Now imagine, according to what many sources tell, Matteo Ossi climbed the mountain 13 years before! Thirteen years is a lifetime in mountain memory and life. Though, I have seen in one source year 1860 mentioned, but even in this case this is three years before.

It is very easy to get confused and disoriented in this environment which is so repetitive and all in layers and ledges, see the photo below. On my own descent just one hour later, I had difficulties in finding the way back.

Layers and ledges everywhere.
Layers and ledges everywhere.

Terrain changes: Routes change due to rock falls, and the specific look of a ledge can vanish from the mind. This holds in particular for Antelao.

Do you know the story about the Bivacco Piero Rossi? Its fate is the perfect, chilling proof of the terrain change point and the instability of Antelao.

Built in the 1960s at the foot of the summit pyramid (at about 3100 m), it sat on what seemed like solid rock. Mountain climbing societies are careful in choosing such places for bivouacs.

But the “King of the Dolomites” is literally falling apart. In November 2014, a massive rockfall collapsed the entire ledge. The bivouac didn’t just get hit; it vanished into the valley along with 100000 cubic meters of mountain.

See the top picture above with the long crack on Laste area. On my descent, I was moving backward along this crack because this allowed me to grab its edges to avoid sliding down the smooth Laste rock. My nose was directly above it, and I was watching into its darkness all the time. It goes deep into the mountain which is splitting apart.

The pressure of the “foreman”: Imagine being Ossi. You have a wealthy, arrogant and young Viennese man (Grohmann) behind you, breathing down your neck, checking his watch, and judging your every move.

I am talking about the man who, three weeks earlier climbed Tofana di Mezzo with Lacedelli, and those hours he described in his book as “waste of time”. Lacedelli was too slow for him. He was in rush to conquer as many peaks in the Dolomites as possible; Tuckett, Ball, and others were around. It was a race.

That kind of pressure makes even a local expert second-guess their instincts.

Matteo Ossi.
Matteo Ossi.

Lies have a short shelf life

Ossi’s motives:

Why would Ossi lie? Ossi wasn’t writing for the Alpine Journal. He wasn’t looking for a medal from the Austrian Alpine Club.

For a hunter like Ossi, climbing a peak like Antelao wasn’t a conquest, it was part of the daily life. Following a chamois often leads a hunter to the highest ridges. If he told his friends at the local inn that he reached the top, he was likely just sharing the news of a long day’s work.

What Grohmann could not possibly understand was this:

In a small mountain village like San Vito, your reputation is everything. If you lie about a route and someone follows you and finds you were faking, you become a laughingstock. No man with honor and dignity would bring such a shame to his family name. 

The locals knew the terrain. They would have known if Ossi was telling the truth.

And there are no indications anywhere in sources from that time that Ossi was a charlatan. In fact, it is the other way round as you will realize below.

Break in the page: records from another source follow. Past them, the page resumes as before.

use std::str::FromStr;

use serde::{Deserialize, Serialize};
use utoipa::ToSchema;
use uuid::Uuid;

#[derive(Debug, Clone, Copy, PartialEq, Eq, Hash, Serialize, Deserialize, ToSchema)]
#[serde(rename_all = "SCREAMING_SNAKE_CASE")]
pub enum RegistrationStatus {
    Pending,
    Confirmed,
    Waitlisted,
    Cancelled,
}

impl RegistrationStatus {
    pub const ALL: [RegistrationStatus; 4] = [
        RegistrationStatus::Pending,
        RegistrationStatus::Confirmed,
        RegistrationStatus::Waitlisted,
        RegistrationStatus::Cancelled,
    ];

    pub fn as_str(&self) -> &'static str {
        match self {
            RegistrationStatus::Pending => "PENDING",
            RegistrationStatus::Confirmed => "CONFIRMED",
            RegistrationStatus::Waitlisted => "WAITLISTED",
            RegistrationStatus::Cancelled => "CANCELLED",
        }
    }

    /// Whether the registration holds a camping spot and its job slots.
    pub fn occupies_capacity(&self) -> bool {
        matches!(
            self,
            RegistrationStatus::Pending | RegistrationStatus::Confirmed
        )
    }
}

impl FromStr for RegistrationStatus {
    type Err = anyhow::Error;

    fn from_str(s: &str) -> Result<Self, Self::Err> {
        match s {
            "PENDING" => Ok(RegistrationStatus::Pending),
            "CONFIRMED" => Ok(RegistrationStatus::Confirmed),
            "WAITLISTED" => Ok(RegistrationStatus::Waitlisted),
            "CANCELLED" => Ok(RegistrationStatus::Cancelled),
            other => anyhow::bail!("unknown registration status: {other}"),
        }
    }
}

#[derive(Debug, Clone)]
pub struct Registration {
    pub id: Uuid,
    pub user_id: Uuid,
    pub year: i32,
    pub status: RegistrationStatus,
    pub notes: Option<String>,
    pub created_at: chrono::DateTime<chrono::Utc>,
    pub updated_at: chrono::DateTime<chrono::Utc>,
}

#[derive(Debug, Clone)]
pub struct RegistrationJobLink {
    pub job_id: Uuid,
    pub job_name: String,
    pub category_id: Uuid,
    pub start_time: Option<chrono::DateTime<chrono::Utc>>,
    pub end_time: Option<chrono::DateTime<chrono::Utc>>,
}

#[derive(Debug, Clone)]
pub struct CampingOptionRegistration {
    pub camping_option_id: Uuid,
    pub camping_option_name: String,
    /// Object keyed by camping option field id.
    pub field_values: serde_json::Value,
}

/// Registration with its job and camping option links.
#[derive(Debug, Clone)]
pub struct RegistrationDetail {
    pub registration: Registration,
    pub jobs: Vec<RegistrationJobLink>,
    pub camping_options: Vec<CampingOptionRegistration>,
}

impl RegistrationDetail {
    pub fn job_ids(&self) -> Vec<Uuid> {
        self.jobs.iter().map(|j| j.job_id).collect()
    }

    pub fn camping_option_ids(&self) -> Vec<Uuid> {
        self.camping_options
            .iter()
            .map(|c| c.camping_option_id)
            .collect()
    }
}

/// Inputs that decide the status of a new registration.
#[derive(Debug, Clone, Copy)]
pub struct StatusInputs {
    pub any_camping_option_full: bool,
    pub dues_cents: i64,
    pub allow_deferred_dues_payment: bool,
}

/// Full camping options put a registration on the waitlist; owed dues keep it pending
/// until paid unless the user may defer payment.
pub fn initial_status(inputs: StatusInputs) -> RegistrationStatus {
    if inputs.any_camping_option_full {
        RegistrationStatus::Waitlisted
    } else if inputs.dues_cents > 0 && !inputs.allow_deferred_dues_payment {
        RegistrationStatus::Pending
    } else {
        RegistrationStatus::Confirmed
    }
}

Grohmann’s insistence that Ossi was unsure of the way is his biggest logical failure. I know from my own climb that Antelao is a shifting, crumbling landscape.

Ossi’s hesitation, his careful searching for the route after 13 years of erosion and rockfalls, actually sounds like the behavior of an honest man who respects the mountain enough to be cautious.

Go to my text about Tofana di Mezzo, and you will see something similar: Lacedelli was too slow for Grohmann who writes “Geccho had climbed rather cautiously”. Geccho was Lacedelli’s nickname.

So, this experienced local mountaineer was also advancing very slowly on such a dangerous terrain. Ossi’s behavior was the same, completely natural for such an environment. Rushing there may have tragic consequences.

The foreman’s motive: fame and records

For Paul Grohmann, the summit was a commodity. He was in a race against the British, against the clock, and against history. He needed the first ascent title to validate his status in Vienna.

To Grohmann, if a climb wasn’t documented, it was a waste of time. He had every reason to downplay Ossi because admitting a local hunter had already done it for free and without fanfare diminished Grohmann’s “heroic” achievement.

Grohmann’s pride made him blind to the reality of mountain life. He couldn’t imagine that a simple hunter would climb a giant like Antelao just for the sake of it, without needing to brag to the world.

Ossi had the truth on his side. Grohmann just had a louder voice and a printing press. But old hunters were the real masters of those peaks.

On the other hand, Ossi was a hunter and for him getting to the actual exact summit spot was probably not so important. Perhaps he did not bother getting up the last horn mentioned by Grohmann.

And I can tell you, that last part is indeed hard to pass, you have to go around it to the left (see the photo) along one of those ledges, and only then the actual summit is in sight.

This is the final hard part before the summit, which is not visible.
This is the final hard part before the summit, which is not visible.

After that, the final meters are shown in the photo below taken by an Italian man who passed me below the summit (salute to Daniele!). The area looks like a rubble, with lots of unstable boulders, this is an ever-changing environment.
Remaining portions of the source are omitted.